Once upon a time I went to a show and it was called The American Revolution. It was a devised piece directed by Marc Frost of Theater Unspeakable. All the actors were elevated on a small platform and they had to perform almost everything on it. The only time they didn't, it was only one guy and he had fallen into the water. So that made a lot of sense and I thought that was really awesome too. The effect of having it performed on the platform is the spectacle of seeing people put on this giant show, which is about war, in a a minimum amount of space. Usually when you see a show about war they use up the entire space because war is about a big thing happening to countries where they are fighting for something that they want. And they also made everything with their bodies. If someone was sitting in a chair, that chair would be made out of two people. I think that is a great idea because of a point that I found which is that when a war is happening or after a war everyone has to make things with their own hands because usually there is not much left for people. I absolutely loved this show and I think everyone should go see it. It is about the faults of governments, war, and freedom. They were trying to tell you a different story about the American Revolution from what you would just see in a history book. They made a twist on it. Even if you are in a small space with only a platform and some actors and no props at all, you can make a great show!
My favorite scene was the Philadelphia scene. It had General Howe (Vanessa S. Valliere) and one of his officers (Brittany Anderson) talking about where they were going to strike next. Then Howe started getting very obsessed with Philadelphia. Then he said, "Just keep your finger right there on Philadelphia and we'll come back to that later." And whenever the officer even moved his finger slightly, Howe would be like, "Nope. Put it back." I liked that so much because it was so funny. He was somehow just obsessed with this city. Also how angry the officer was getting was super funny. Howe would say, "Don't forget about Philadelphia. You won't forget about Philadelphia, will you?" And then the officer said, "Yes of course I would never forget about Philadelphia. Now back to the plans." And this went back and forth for a very long time and it was just hilarious. It was in the play because Howe actually went to Philadelphia instead of coming to the battle where he was supposed to meet the British soldiers and fight with them. If he'd shown up, the British might have had a better chance of winning the war.
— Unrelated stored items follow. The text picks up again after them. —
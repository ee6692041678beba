use std::borrow::Cow;

use comms::{
    FrameReceiver, FrameSender, LossMap, SampleId, SampleRecord,
    msg::{Command, Msg, Payload, flatten_losses},
};
use log::{debug, info, warn};
use tokio::io::{AsyncRead, AsyncWrite};

use crate::{
    COORDINATOR_RANK, CollectiveErr, ProcessGroup, ReduceTarget, Result,
    ordering::order_by_identity,
};

/// One end of the connection between the coordinator and a peer.
struct Link<R, W>
where
    R: AsyncRead + Unpin,
    W: AsyncWrite + Unpin,
{
    rank: usize,
    rx: FrameReceiver<R>,
    tx: FrameSender<W>,
}

impl<R, W> Link<R, W>
where
    R: AsyncRead + Unpin,
    W: AsyncWrite + Unpin,
{
    async fn recv<'buf>(&mut self, buf: &'buf mut Vec<u32>) -> Result<Msg<'buf>> {
        Ok(self.rx.recv_into(buf).await?)
    }

    async fn send(&mut self, msg: &Msg<'_>) -> Result<()> {
        Ok(self.tx.send(msg).await?)
    }
}

enum Role<R, W>
where
    R: AsyncRead + Unpin,
    W: AsyncWrite + Unpin,
{
    /// Links to every peer sorted by rank.
    Coordinator(Vec<Link<R, W>>),
    Peer(Link<R, W>),
}

/// A process group where every peer talks to the coordinator only.
///
/// The coordinator does the arithmetic of every collective and sends the
/// results back, peers never talk to each other.
pub struct Star<R, W>
where
    R: AsyncRead + Unpin,
    W: AsyncWrite + Unpin,
{
    rank: usize,
    world_size: usize,
    role: Role<R, W>,
    rx_buf: Vec<u32>,
    values: Vec<f32>,
    sums: Vec<f64>,
}

/// Maps a message that doesn't belong to `op` into the matching error.
fn unexpected(rank: usize, op: &'static str, msg: &Msg<'_>) -> CollectiveErr {
    match msg {
        Msg::Err(detail) => CollectiveErr::PeerFailed {
            rank,
            detail: detail.to_string(),
        },
        other => CollectiveErr::UnexpectedMessage {
            rank,
            op,
            got: other.kind(),
        },
    }
}

/// Pairs each of the names in `losses` with the reduced value at the same position.
fn rebuild(losses: &LossMap, values: &[f32]) -> LossMap {
    losses.keys().cloned().zip(values.iter().copied()).collect()
}

impl<R, W> Star<R, W>
where
    R: AsyncRead + Unpin + Send,
    W: AsyncWrite + Unpin + Send,
{
    /// Creates the coordinator's end of the group.
    ///
    /// Waits for every peer's join message and orders the links by rank.
    ///
    /// # Arguments
    /// * `world_size` - The amount of processes in the group, the coordinator included.
    /// * `channels` - One channel per peer, in any order.
    ///
    /// # Returns
    /// The coordinator's `Star` or an error if the handshake fails.
    pub async fn coordinator(
        world_size: usize,
        channels: Vec<(FrameReceiver<R>, FrameSender<W>)>,
    ) -> Result<Self> {
        if channels.len() + 1 != world_size {
            return Err(CollectiveErr::MissingPeers {
                got: channels.len(),
                expected: world_size.saturating_sub(1),
            });
        }

        let mut rx_buf = Vec::new();
        let mut peers: Vec<Link<R, W>> = Vec::with_capacity(channels.len());

        for (mut rx, tx) in channels {
            let msg: Msg = rx.recv_into(&mut rx_buf).await?;

            let (rank, peer_world_size) = match msg {
                Msg::Control(Command::Join { rank, world_size }) => (rank, world_size),
                other => return Err(CollectiveErr::HandshakeFailed { got: other.kind() }),
            };

            if rank == COORDINATOR_RANK || rank >= world_size {
                return Err(CollectiveErr::InvalidRank { rank, world_size });
            }

            if peer_world_size != world_size {
                return Err(CollectiveErr::WorldSizeMismatch {
                    rank,
                    got: peer_world_size,
                    expected: world_size,
                });
            }

            if peers.iter().any(|peer| peer.rank == rank) {
                return Err(CollectiveErr::DuplicateRank(rank));
            }

            debug!(rank = rank; "peer joined");
            peers.push(Link { rank, rx, tx });
        }

        peers.sort_by_key(|peer| peer.rank);
        info!(world_size = world_size; "every peer joined");

        Ok(Self {
            rank: COORDINATOR_RANK,
            world_size,
            role: Role::Coordinator(peers),
            rx_buf,
            values: Vec::new(),
            sums: Vec::new(),
        })
    }

    /// Creates a peer's end of the group and announces it to the coordinator.
    ///
    /// # Arguments
    /// * `rank` - This process' rank, never the coordinator's.
    /// * `world_size` - The amount of processes in the group.
    /// * `rx` - The receiving end of the connection to the coordinator.
    /// * `tx` - The sending end of the connection to the coordinator.
    ///
    /// # Returns
    /// The peer's `Star` or an error if the rank is invalid or the join can't be sent.
    pub async fn peer(
        rank: usize,
        world_size: usize,
        rx: FrameReceiver<R>,
        tx: FrameSender<W>,
    ) -> Result<Self> {
        if rank == COORDINATOR_RANK || rank >= world_size {
            return Err(CollectiveErr::InvalidRank { rank, world_size });
        }

        let mut link = Link {
            rank: COORDINATOR_RANK,
            rx,
            tx,
        };

        link.send(&Msg::Control(Command::Join { rank, world_size }))
            .await?;

        Ok(Self {
            rank,
            world_size,
            role: Role::Peer(link),
            rx_buf: Vec::new(),
            values: Vec::new(),
            sums: Vec::new(),
        })
    }

    /// Closes the group cleanly after the last collective.
    ///
    /// Peers announce their disconnection and the coordinator waits for all of them.
    pub async fn disconnect(self) -> Result<()> {
        let Self {
            role, mut rx_buf, ..
        } = self;

        match role {
            Role::Coordinator(mut peers) => {
                for peer in peers.iter_mut() {
                    match peer.recv(&mut rx_buf).await? {
                        Msg::Control(Command::Disconnect) => {}
                        other => return Err(unexpected(peer.rank, "disconnect", &other)),
                    }
                }
            }
            Role::Peer(mut link) => {
                link.send(&Msg::Control(Command::Disconnect)).await?;
            }
        }

        Ok(())
    }
}

impl<R, W> ProcessGroup for Star<R, W>
where
    R: AsyncRead + Unpin + Send,
    W: AsyncWrite + Unpin + Send,
{
    fn rank(&self) -> usize {
        self.rank
    }

    fn world_size(&self) -> usize {
        self.world_size
    }

    async fn average_reduce(
        &mut self,
        losses: &LossMap,
        target: ReduceTarget,
    ) -> Result<Option<LossMap>> {
        let Self {
            world_size,
            role,
            rx_buf,
            values,
            sums,
            ..
        } = self;

        flatten_losses(losses, values);

        match role {
            Role::Coordinator(peers) => {
                sums.clear();
                sums.extend(values.iter().map(|&v| v as f64));

                for peer in peers.iter_mut() {
                    match peer.recv(rx_buf).await? {
                        Msg::Data(Payload::Losses(theirs)) if theirs.len() == sums.len() => {
                            sums.iter_mut()
                                .zip(theirs.iter())
                                .for_each(|(acc, &v)| *acc += v as f64);
                        }
                        Msg::Data(Payload::Losses(theirs)) => {
                            return Err(CollectiveErr::LossCountMismatch {
                                rank: peer.rank,
                                got: theirs.len(),
                                expected: sums.len(),
                            });
                        }
                        other => return Err(unexpected(peer.rank, "average_reduce", &other)),
                    }
                }

                let n = *world_size as f64;
                values
                    .iter_mut()
                    .zip(sums.iter())
                    .for_each(|(v, &acc)| *v = (acc / n) as f32);

                if target == ReduceTarget::All {
                    for peer in peers.iter_mut() {
                        let msg = Msg::Data(Payload::Losses(values.as_mut_slice()));
                        peer.send(&msg).await?;
                    }
                }

                Ok(Some(rebuild(losses, values)))
            }
            Role::Peer(link) => {
                let msg = Msg::Data(Payload::Losses(values.as_mut_slice()));
                link.send(&msg).await?;

                if target == ReduceTarget::Coordinator {
                    return Ok(None);
                }

                match link.recv(rx_buf).await? {
                    Msg::Data(Payload::Losses(averaged)) if averaged.len() == losses.len() => {
                        Ok(Some(rebuild(losses, averaged)))
                    }
                    Msg::Data(Payload::Losses(averaged)) => Err(CollectiveErr::LossCountMismatch {
                        rank: link.rank,
                        got: averaged.len(),
                        expected: losses.len(),
                    }),
                    other => Err(unexpected(link.rank, "average_reduce", &other)),
                }
            }
        }
    }

    async fn gather_by_identity(
        &mut self,
        records: Vec<SampleRecord>,
        canonical: &[SampleId],
    ) -> Result<Option<Vec<SampleRecord>>> {
        let Self { role, rx_buf, .. } = self;

        match role {
            Role::Coordinator(peers) => {
                let mut gathered = records;

                for peer in peers.iter_mut() {
                    match peer.recv(rx_buf).await? {
                        Msg::Control(Command::Records(theirs)) => gathered.extend(theirs),
                        other => return Err(unexpected(peer.rank, "gather_by_identity", &other)),
                    }
                }

                order_by_identity(gathered, canonical).map(Some)
            }
            Role::Peer(link) => {
                link.send(&Msg::Control(Command::Records(records))).await?;
                Ok(None)
            }
        }
    }

    async fn broadcast_flag(&mut self, flag: bool) -> Result<bool> {
        let Self { role, rx_buf, .. } = self;

        match role {
            Role::Coordinator(peers) => {
                for peer in peers.iter_mut() {
                    peer.send(&Msg::Control(Command::Flag(flag))).await?;
                }

                Ok(flag)
            }
            Role::Peer(link) => match link.recv(rx_buf).await? {
                Msg::Control(Command::Flag(flag)) => Ok(flag),
                other => Err(unexpected(link.rank, "broadcast_flag", &other)),
            },
        }
    }

    async fn barrier(&mut self) -> Result<()> {
        let Self { role, rx_buf, .. } = self;

        match role {
            Role::Coordinator(peers) => {
                for peer in peers.iter_mut() {
                    match peer.recv(rx_buf).await? {
                        Msg::Control(Command::Barrier) => {}
                        other => return Err(unexpected(peer.rank, "barrier", &other)),
                    }
                }

                for peer in peers.iter_mut() {
                    peer.send(&Msg::Control(Command::Barrier)).await?;
                }

                Ok(())
            }
            Role::Peer(link) => {
                link.send(&Msg::Control(Command::Barrier)).await?;

                match link.recv(rx_buf).await? {
                    Msg::Control(Command::Barrier) => Ok(()),
                    other => Err(unexpected(link.rank, "barrier", &other)),
                }
            }
        }
    }

    async fn abort(&mut self, detail: &str) {
        let msg = Msg::Err(Cow::Borrowed(detail));

        let links: Vec<&mut Link<R, W>> = match &mut self.role {
            Role::Coordinator(peers) => peers.iter_mut().collect(),
            Role::Peer(link) => vec![link],
        };

        for link in links {
            if let Err(e) = link.send(&msg).await {
                warn!(rank = link.rank; "couldn't notify abort: {e}");
            }
        }
    }
}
I thought it was funny how they had the joke about the Adams family, because they had John Adams (Trey Hobbs), Abigail Adams (Anderson), and Nabby Adams (Lené). The joke was, they said, "The Adams family has to leave Boston" and then everyone broke into the song, "They're mysterious and spooky! The Adams family! Dadadada. Knock knock." I think one of my favorite characters had to be Nabby because she was just so adorable and funny and whenever something sad had happened, Nabby would shuffle around and slam doors in people's faces and that would make everyone laugh. I also thought that Abigail Adams was a great part of the story because in her letter she said "Remember that women have done stuff too, so they should be equal to men." But then women didn't get to vote for almost 150 years. And, children, that is the reason why women were not "created equal" for 150 years, because John Adams didn't listen to his wife!
Sam Adams (Kathleen Hoil) was basically a crook who had this gang of people who would dump tea into the harbor. So they had a tea harbor for a little while. That must have been nice. You could go swimming and have some lukewarm tea. He did that to show King George that this was a horrible idea to make everybody drink tea so he could get more money. I thought Sam Adams was very funny, especially how loyal people were to him. Like when somebody said, "I like tea!" he said, "No you don't" and they said, "No I don't. Of course I don't. I hate tea!" They were so loyal because they didn't want to get hurt by him. That is a very different view of the revolution than I had before I saw this show!
I really liked George Washington (Jeffrey Freelon). I thought he was very funny. I really liked the part where he was talking to Governor Dinwiddie (who was very Dim-witty, ba dump tshhh). Whenever Dinwiddie sent George Washington on one of his missions Washington would have a way of saying they should go, like "Tally Forth!" but then once he had said it once he had to say it a different way the next time to get them to go. I thought it was super cool how the same actor who played George Washington also played his slave, who fought in the war with him. It showed how George Washington treated his slaves; he treated him unlike himself even though in this production he was himself. The actor changed from being regal and famous-acting to being a shivering soldier trying to keep warm in a barn. It is a good idea to know that George Washington had slaves, to know that he is not a perfect person. He was a person who had flaws and he shouldn't be people's role model in how you should treat people. He could be a role model in being a soldier.
People who would like this show are people who like cute little girls slamming doors in people's faces, flexible kings, and Philadelphia. I think people should definitely definitely go see this show. I had so much fun. This is for kids and grown-ups. Go and see it with your friends and family. I absolutely loved it!